• TASK REQUIREMENTS
Go through the material and copy every line in which "loop" appears.

• DATASET CONTENT
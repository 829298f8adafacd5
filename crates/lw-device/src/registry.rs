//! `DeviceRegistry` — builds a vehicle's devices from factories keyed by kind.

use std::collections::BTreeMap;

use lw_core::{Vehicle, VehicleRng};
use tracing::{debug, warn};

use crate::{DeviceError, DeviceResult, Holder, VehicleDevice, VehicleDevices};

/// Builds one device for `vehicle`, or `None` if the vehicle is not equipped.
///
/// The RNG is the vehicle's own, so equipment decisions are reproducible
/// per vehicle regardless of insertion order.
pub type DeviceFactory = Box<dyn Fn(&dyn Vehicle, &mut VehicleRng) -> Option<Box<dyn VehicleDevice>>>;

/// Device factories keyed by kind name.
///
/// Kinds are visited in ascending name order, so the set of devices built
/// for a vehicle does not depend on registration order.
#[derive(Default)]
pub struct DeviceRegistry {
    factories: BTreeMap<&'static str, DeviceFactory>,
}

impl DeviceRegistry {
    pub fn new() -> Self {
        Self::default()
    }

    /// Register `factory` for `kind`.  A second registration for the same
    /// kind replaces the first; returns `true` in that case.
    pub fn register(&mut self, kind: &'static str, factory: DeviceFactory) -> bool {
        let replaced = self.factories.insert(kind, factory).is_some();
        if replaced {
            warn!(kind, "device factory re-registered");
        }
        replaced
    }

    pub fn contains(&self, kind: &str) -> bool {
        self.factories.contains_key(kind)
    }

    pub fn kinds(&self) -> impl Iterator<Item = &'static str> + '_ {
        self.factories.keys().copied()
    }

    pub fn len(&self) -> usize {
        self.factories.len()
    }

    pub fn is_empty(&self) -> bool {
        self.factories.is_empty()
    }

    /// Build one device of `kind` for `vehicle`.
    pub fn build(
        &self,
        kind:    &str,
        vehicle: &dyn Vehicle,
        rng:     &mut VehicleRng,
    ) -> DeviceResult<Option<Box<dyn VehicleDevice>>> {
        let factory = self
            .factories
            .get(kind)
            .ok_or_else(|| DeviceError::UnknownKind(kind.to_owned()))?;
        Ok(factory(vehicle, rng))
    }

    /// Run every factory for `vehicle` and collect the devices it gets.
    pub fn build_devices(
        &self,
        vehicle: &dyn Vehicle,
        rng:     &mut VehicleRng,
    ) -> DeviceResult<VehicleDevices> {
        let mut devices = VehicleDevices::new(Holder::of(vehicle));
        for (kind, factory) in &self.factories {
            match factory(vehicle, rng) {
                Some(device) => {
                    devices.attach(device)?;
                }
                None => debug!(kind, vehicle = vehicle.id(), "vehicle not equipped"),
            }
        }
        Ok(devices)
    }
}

* * *

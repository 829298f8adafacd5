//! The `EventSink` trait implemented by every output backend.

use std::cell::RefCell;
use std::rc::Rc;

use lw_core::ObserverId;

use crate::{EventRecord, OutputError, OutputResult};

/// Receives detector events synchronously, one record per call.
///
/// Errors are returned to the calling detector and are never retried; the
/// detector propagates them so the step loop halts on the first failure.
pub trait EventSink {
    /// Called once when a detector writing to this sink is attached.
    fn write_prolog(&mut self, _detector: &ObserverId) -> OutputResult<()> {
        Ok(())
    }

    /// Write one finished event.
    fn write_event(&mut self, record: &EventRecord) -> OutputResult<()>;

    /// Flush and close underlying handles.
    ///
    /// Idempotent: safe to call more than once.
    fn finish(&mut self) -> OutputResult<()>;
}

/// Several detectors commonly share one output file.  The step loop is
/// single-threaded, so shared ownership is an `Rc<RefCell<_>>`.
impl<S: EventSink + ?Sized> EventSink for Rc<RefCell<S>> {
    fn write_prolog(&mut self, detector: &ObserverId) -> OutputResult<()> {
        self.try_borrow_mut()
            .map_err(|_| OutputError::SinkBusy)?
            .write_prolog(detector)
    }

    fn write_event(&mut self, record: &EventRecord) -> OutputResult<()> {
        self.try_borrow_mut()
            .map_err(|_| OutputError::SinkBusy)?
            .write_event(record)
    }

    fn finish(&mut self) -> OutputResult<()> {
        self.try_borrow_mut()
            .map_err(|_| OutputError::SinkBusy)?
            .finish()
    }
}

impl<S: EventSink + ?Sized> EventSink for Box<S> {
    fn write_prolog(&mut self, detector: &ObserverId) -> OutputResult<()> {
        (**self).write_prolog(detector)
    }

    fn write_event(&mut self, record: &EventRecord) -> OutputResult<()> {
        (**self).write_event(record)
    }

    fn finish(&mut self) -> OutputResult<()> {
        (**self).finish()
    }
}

...

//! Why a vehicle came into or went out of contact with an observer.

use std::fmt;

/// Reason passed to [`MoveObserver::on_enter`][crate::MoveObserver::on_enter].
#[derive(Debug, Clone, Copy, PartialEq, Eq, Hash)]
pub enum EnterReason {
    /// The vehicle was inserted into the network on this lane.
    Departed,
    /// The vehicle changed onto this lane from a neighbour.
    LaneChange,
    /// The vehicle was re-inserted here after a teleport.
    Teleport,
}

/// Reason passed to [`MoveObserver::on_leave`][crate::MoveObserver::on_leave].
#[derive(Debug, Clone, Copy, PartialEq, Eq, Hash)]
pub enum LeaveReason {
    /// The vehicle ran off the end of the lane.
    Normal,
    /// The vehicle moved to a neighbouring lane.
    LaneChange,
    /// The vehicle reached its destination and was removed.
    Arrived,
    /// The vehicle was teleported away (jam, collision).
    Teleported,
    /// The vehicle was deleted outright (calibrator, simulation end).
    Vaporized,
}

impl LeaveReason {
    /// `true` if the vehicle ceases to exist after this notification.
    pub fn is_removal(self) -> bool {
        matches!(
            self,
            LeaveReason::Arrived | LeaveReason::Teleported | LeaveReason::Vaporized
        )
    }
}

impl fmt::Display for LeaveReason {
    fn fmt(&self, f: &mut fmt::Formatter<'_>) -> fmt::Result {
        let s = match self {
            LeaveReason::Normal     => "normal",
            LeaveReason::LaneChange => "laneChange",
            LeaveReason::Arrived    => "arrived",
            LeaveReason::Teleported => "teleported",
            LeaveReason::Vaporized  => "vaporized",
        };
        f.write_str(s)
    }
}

• EXERCISE SOLUTION
/// detector propagates them so the step loop halts on the first failure.
/// Several detectors commonly share one output file.  The step loop is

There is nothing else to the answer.